Leí hace unos años que Jason Reitman preparaba un remake de El apartamento. En serio. No me acuerdo si la noticia estaba muy contrastada; sin embargo me entró un importante escalofrío sólo de pensarlo. El director de las muy estimables Gracias por fumar y Up in the air quería que Natalie Portman se convirtiera en la señorita Kuvelik y que Steve Carell reinterpretara uno de los papeles más gloriosos del cine: el desconsolado C.C. Baxter. No puede ser. No sé si el señor Reitman se dio cuenta de su osadía o si aquella noticia la leí un Día de los Santos Inocentes, pero parece ser, y esto sí lo he contrastado, que, por ahora, nadie va a mancillar la obra maestra de Billy Wilder. Me asuste, no sólo porque alguien pretendía enfrentarse a la que es quizá la película más redonda de la historia, sino porque pretendía enfrentarse a algo peor: mis recuerdos.
La guerra de las galaxías —nada de Star Wars—, seguida de cerca por Tiburón y, algo más lejos, por Granujas a todo ritmo, fueron las grandes culpables de mi afición a las películas. Según mi abuela, el cine era un milagro que conseguía que durante dos horas estuviera callado y quieto. Los domingos me llevaban a un cine doble sesión para asegurarse una tarde de paz. Y en aquella sala, situada debajo de la casa del cura del pueblo y llamada comprensiblemente Cine Parroquial, pude disfrutar de incontables películas. La que más me impactó y de la que puedo recordar hasta el punto de vista que tenía desde mi butaca es, claro, La guerra de las galaxias. Acabó la película y se acabó el milagro. Empecé a sentirme inquietó y empecé a hablar: “¡Mamá! Acabó de ver una peli del espacio llena de naves, rayos laser, robots, un hombre de negro, malo y con careta; otro bajito, verde y bueno; y un oso peludo gigante y espadas de luz de colores y princesas y y y y”.
Veinte años más tarde, el padre de la criatura presentó la precuela de aquella película que me hizo hiperventilar. Era George Lucas y se merecía una oportunidad. Pero sólo una. Y así fue. La amenaza fantasma consiguió que me hiciera mayor de golpe. ¿Qué fue aquello? ¿Quién era ese bicho horrible, parlanchín y de enormes orejas? ¿Y la suciedad de la galaxia lejana? ¿Qué es todo ese color saturado? Mierda. Las dos siguientes obras de la saga no merecieron mi tiempo. Y siguen sin merecerlo. Para mí, Han Solo, Luke, Chewbacca y compañía acababan de morir. Hasta que me di cuenta, el jueves por la noche (era viernes ya), de que no habían muerto, sino de que, prácticamente, no habían nacido.

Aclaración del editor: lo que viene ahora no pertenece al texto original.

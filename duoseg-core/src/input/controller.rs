//! Input controller
//!
//! Line-level state machine:
//!
//! ```text
//!            byte                terminator
//! AWAIT_LINE ─────► AWAIT_LINE ─────────────► LINE_READY ──► process ──► AWAIT_LINE
//!      │
//!      │ no completed line for idle_timeout_ms
//!      ▼
//! IDLE_TIMEOUT ──► blank display, clear blinking ──► AWAIT_LINE
//! ```
//!
//! The controller itself only tracks the line, the threshold and the idle
//! timer. Writing the store and rendering is done by [`commit`] and
//! [`idle_reset`], which the caller runs while holding the display lock.

use embassy_sync::blocking_mutex::raw::RawMutex;

use super::line::{Feed, LineBuffer, LINE_CAPACITY};
use super::parse::{parse_command, Command};
use super::InputError;
use crate::config::InputConfig;
use crate::segment::Digit;
use crate::state::{DisplayState, DisplayStateStore};
use crate::traits::DigitDisplay;

/// Accepted line, ready to be committed
#[derive(Debug, Clone, Copy, PartialEq, Eq)]
#[cfg_attr(feature = "defmt", derive(defmt::Format))]
pub struct DisplayUpdate {
    /// New display state
    pub state: DisplayState,
    /// Number being displayed (0-99)
    pub number: u8,
    /// Threshold in effect after this line
    pub threshold: i8,
    /// The line carried a threshold
    pub threshold_updated: bool,
    /// A field was longer than two characters and was cut
    pub truncated: bool,
}

/// Turns serial bytes into display updates
#[derive(Debug, Clone)]
pub struct InputController<const N: usize = LINE_CAPACITY> {
    line: LineBuffer<N>,
    threshold: i8,
    idle_timeout_ms: u32,
    last_activity_ms: u32,
}

impl<const N: usize> InputController<N> {
    /// Create a controller; `now_ms` starts the idle timer
    pub fn new(config: &InputConfig, now_ms: u32) -> Self {
        Self {
            line: LineBuffer::new(),
            threshold: config.default_threshold,
            idle_timeout_ms: config.idle_timeout_ms,
            last_activity_ms: now_ms,
        }
    }

    /// Threshold currently in effect
    pub fn threshold(&self) -> i8 {
        self.threshold
    }

    /// A line is partially assembled
    pub fn has_partial_line(&self) -> bool {
        !self.line.is_empty()
    }

    /// Feed one received byte
    ///
    /// Returns `None` until a non-empty line is terminated. Empty lines are
    /// ignored and do not count as activity. Any other completed line,
    /// accepted or rejected, restarts the idle timer.
    pub fn feed(&mut self, byte: u8, now_ms: u32) -> Option<Result<DisplayUpdate, InputError>> {
        match self.line.push(byte) {
            Feed::Pending | Feed::Empty => None,
            Feed::Overflowed => {
                self.last_activity_ms = now_ms;
                Some(Err(InputError::TooLong))
            }
            Feed::Complete => {
                self.last_activity_ms = now_ms;
                let parsed = parse_command(self.line.as_bytes());
                self.line.clear();
                Some(parsed.and_then(|command| self.apply(command)))
            }
        }
    }

    /// Drop the partially received line (after a receive error)
    pub fn discard_line(&mut self) {
        self.line.clear();
    }

    /// Check the idle timer
    ///
    /// Returns `true` once `idle_timeout_ms` has passed since the last
    /// completed line. The partial line is discarded and the timer
    /// restarts; the caller then runs [`idle_reset`].
    pub fn poll_idle(&mut self, now_ms: u32) -> bool {
        if now_ms.wrapping_sub(self.last_activity_ms) < self.idle_timeout_ms {
            return false;
        }

        self.line.clear();
        self.last_activity_ms = now_ms;
        true
    }

    fn apply(&mut self, command: Command) -> Result<DisplayUpdate, InputError> {
        // A two-field line sets the threshold even if the number is rejected
        if let Some(threshold) = command.threshold {
            self.threshold = threshold;
        }

        let (digit1, digit2) = u8::try_from(command.number)
            .ok()
            .and_then(Digit::pair)
            .ok_or(InputError::OutOfRange(command.number))?;

        Ok(DisplayUpdate {
            state: DisplayState::new(digit1, digit2, command.number > self.threshold),
            number: command.number as u8,
            threshold: self.threshold,
            threshold_updated: command.threshold.is_some(),
            truncated: command.truncated,
        })
    }
}

/// Publish an accepted update
///
/// Writes the store, then renders immediately unless the blink scheduler
/// owns the display. Returns whether a render happened.
pub fn commit<M: RawMutex, D: DigitDisplay>(
    update: &DisplayUpdate,
    store: &DisplayStateStore<M>,
    display: &mut D,
) -> bool {
    let state = update.state;
    store.set(state);

    if state.blinking {
        return false;
    }

    display.show(state.digit1, state.digit2);
    true
}

/// Blank the display and stop blinking
pub fn idle_reset<M: RawMutex, D: DigitDisplay>(store: &DisplayStateStore<M>, display: &mut D) {
    store.set(DisplayState::BLANK);
    display.blank();
}

#[cfg(test)]
mod tests {
    use super::*;
    use core::fmt::Write;
    use embassy_sync::blocking_mutex::raw::NoopRawMutex;
    use heapless::Vec;
    use proptest::prelude::*;

    struct RecordingDisplay {
        frames: Vec<(u8, u8), 16>,
    }

    impl RecordingDisplay {
        fn new() -> Self {
            Self { frames: Vec::new() }
        }
    }

    impl DigitDisplay for RecordingDisplay {
        fn display_number(&mut self, digit1: u8, digit2: u8, _dot1: bool, _dot2: bool) {
            self.frames.push((digit1, digit2)).unwrap();
        }
    }

    type Store = DisplayStateStore<NoopRawMutex>;

    fn controller() -> InputController {
        InputController::new(&InputConfig::default(), 0)
    }

    /// Feed a whole line, returning the last outcome
    fn send(
        controller: &mut InputController,
        bytes: &[u8],
        now_ms: u32,
    ) -> Option<Result<DisplayUpdate, InputError>> {
        let mut outcome = None;
        for &b in bytes {
            if let Some(result) = controller.feed(b, now_ms) {
                outcome = Some(result);
            }
        }
        outcome
    }

    fn digit(v: u8) -> Digit {
        Digit::new(v).unwrap()
    }

    #[test]
    fn test_number_with_threshold_blinks() {
        let mut controller = controller();
        let store = Store::new();
        let mut display = RecordingDisplay::new();

        let update = send(&mut controller, b"45 30\r", 10).unwrap().unwrap();
        assert_eq!(controller.threshold(), 30);
        assert!(update.threshold_updated);
        assert_eq!(update.state, DisplayState::new(digit(4), digit(5), true));

        // Blinking: the scheduler renders, not the controller
        assert!(!commit(&update, &store, &mut display));
        assert_eq!(store.get(), update.state);
        assert!(display.frames.is_empty());
    }

    #[test]
    fn test_number_below_default_threshold_renders_now() {
        let mut controller = controller();
        let store = Store::new();
        let mut display = RecordingDisplay::new();

        let update = send(&mut controller, b"20\n", 10).unwrap().unwrap();
        assert_eq!(controller.threshold(), 50);
        assert!(!update.threshold_updated);
        assert_eq!(update.state, DisplayState::new(digit(2), digit(0), false));

        assert!(commit(&update, &store, &mut display));
        assert_eq!(display.frames.as_slice(), &[(2, 0)]);
    }

    #[test]
    fn test_equal_to_threshold_does_not_blink() {
        let mut controller = controller();
        let update = send(&mut controller, b"50\n", 10).unwrap().unwrap();
        assert!(!update.state.blinking);

        let update = send(&mut controller, b"51\n", 20).unwrap().unwrap();
        assert!(update.state.blinking);
    }

    #[test]
    fn test_threshold_persists_across_lines() {
        let mut controller = controller();
        send(&mut controller, b"10 5\n", 10).unwrap().unwrap();

        let update = send(&mut controller, b"7\n", 20).unwrap().unwrap();
        assert_eq!(update.threshold, 5);
        assert!(update.state.blinking);
    }

    #[test]
    fn test_invalid_line_leaves_state_unchanged() {
        let mut controller = controller();
        let store = Store::new();
        store.set_digits(digit(3), digit(3), false);

        let outcome = send(&mut controller, b"abc\n", 10).unwrap();
        assert_eq!(outcome, Err(InputError::InvalidFormat));
        assert_eq!(store.get(), DisplayState::new(digit(3), digit(3), false));
        assert_eq!(controller.threshold(), 50);
    }

    #[test]
    fn test_truncated_three_digit_number() {
        let mut controller = controller();
        let update = send(&mut controller, b"150 10\n", 10).unwrap().unwrap();

        assert!(update.truncated);
        assert_eq!(update.number, 15);
        assert_eq!(controller.threshold(), 10);
        assert_eq!(update.state, DisplayState::new(digit(1), digit(5), true));
    }

    #[test]
    fn test_negative_number_out_of_range() {
        let mut controller = controller();
        assert_eq!(
            send(&mut controller, b"-5\n", 10),
            Some(Err(InputError::OutOfRange(-5)))
        );

        // Threshold from the same line is still adopted
        assert_eq!(
            send(&mut controller, b"-5 20\n", 20),
            Some(Err(InputError::OutOfRange(-5)))
        );
        assert_eq!(controller.threshold(), 20);
    }

    #[test]
    fn test_too_long_line_rejected() {
        let mut controller = controller();
        assert_eq!(
            send(&mut controller, b"12 34 56 78\n", 10),
            Some(Err(InputError::TooLong))
        );
        assert!(!controller.has_partial_line());

        // The following line parses normally
        let update = send(&mut controller, b"12\n", 20).unwrap().unwrap();
        assert_eq!(update.number, 12);
    }

    #[test]
    fn test_empty_lines_ignored() {
        let mut controller = controller();
        assert_eq!(send(&mut controller, b"\r\n\n", 10), None);
    }

    #[test]
    fn test_idle_timeout_blanks_display() {
        let mut controller = controller();
        let store = Store::new();
        let mut display = RecordingDisplay::new();

        let update = send(&mut controller, b"99 10\n", 0).unwrap().unwrap();
        commit(&update, &store, &mut display);
        assert!(store.get().blinking);

        assert!(!controller.poll_idle(59_999));
        assert!(controller.poll_idle(60_000));
        idle_reset(&store, &mut display);

        assert_eq!(store.get(), DisplayState::BLANK);
        assert_eq!(display.frames.as_slice(), &[(10, 10)]);

        // Timer restarted
        assert!(!controller.poll_idle(60_001));
        assert!(controller.poll_idle(120_000));
    }

    #[test]
    fn test_completed_line_defers_idle_timeout() {
        let mut controller = controller();
        send(&mut controller, b"xyz\n", 30_000);

        assert!(!controller.poll_idle(60_000));
        assert!(controller.poll_idle(90_000));
    }

    #[test]
    fn test_empty_line_does_not_defer_idle_timeout() {
        let mut controller = controller();
        send(&mut controller, b"\n", 50_000);
        assert!(controller.poll_idle(60_000));
    }

    #[test]
    fn test_idle_timeout_discards_partial_line() {
        let mut controller = controller();
        send(&mut controller, b"4", 100);
        assert!(controller.has_partial_line());

        assert!(controller.poll_idle(60_000));
        assert!(!controller.has_partial_line());
        assert_eq!(controller.feed(b'\n', 60_010), None);
    }

    #[test]
    fn test_idle_timer_survives_wraparound() {
        let mut controller = InputController::<LINE_CAPACITY>::new(&InputConfig::default(), u32::MAX - 10);
        assert!(!controller.poll_idle(5));
        assert!(controller.poll_idle(59_990));
    }

    proptest! {
        #[test]
        fn prop_every_number_splits_into_digits(n in 0u8..=99) {
            let mut controller = controller();
            let mut text: heapless::String<8> = heapless::String::new();
            write!(text, "{}\r", n).unwrap();

            let update = send(&mut controller, text.as_bytes(), 1).unwrap().unwrap();
            prop_assert_eq!(update.state.digit1.value(), n / 10);
            prop_assert_eq!(update.state.digit2.value(), n % 10);
            prop_assert_eq!(update.state.blinking, n > 50);
        }

        #[test]
        fn prop_arbitrary_bytes_keep_digits_in_range(
            bytes in proptest::collection::vec(any::<u8>(), 0..128)
        ) {
            let mut controller = controller();
            let store = Store::new();
            let mut display = RecordingDisplay::new();

            for (i, &b) in bytes.iter().enumerate() {
                if let Some(Ok(update)) = controller.feed(b, i as u32) {
                    display.frames.clear();
                    commit(&update, &store, &mut display);
                }
                let state = store.get();
                prop_assert!(state.digit1.value() <= 10);
                prop_assert!(state.digit2.value() <= 10);
                for &(d1, d2) in display.frames.iter() {
                    prop_assert!(d1 <= 10 && d2 <= 10);
                }
            }
        }
    }
}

La guerra de las galaxias. El despertar de la fuerza no me despertó las sensaciones de hace treinta (y pico) años, ni mucho menos. Pero me hizo recordarlas. Valió la pena.
2 Comments
A vale.
Porque cuando he leído lo del facebook ya no sabía a que criterio acogerme.
Tu y Vanavisión me lleváis por un camino de confusión cinematográfica por prescripción facultativa de críticas.
Acabo de verla, y nada más llegar a casa he leído tu post. Coincido contigo y añado: en uno de esos guiños que la vida le hace a veces al cine, mi hijo ha visto El Despertar de la Fuerza a la misma edad que yo vi La Guerra de las Galaxias (nada de Star Wars). Y en pantalla grande, como toca. La magia sigue intacta.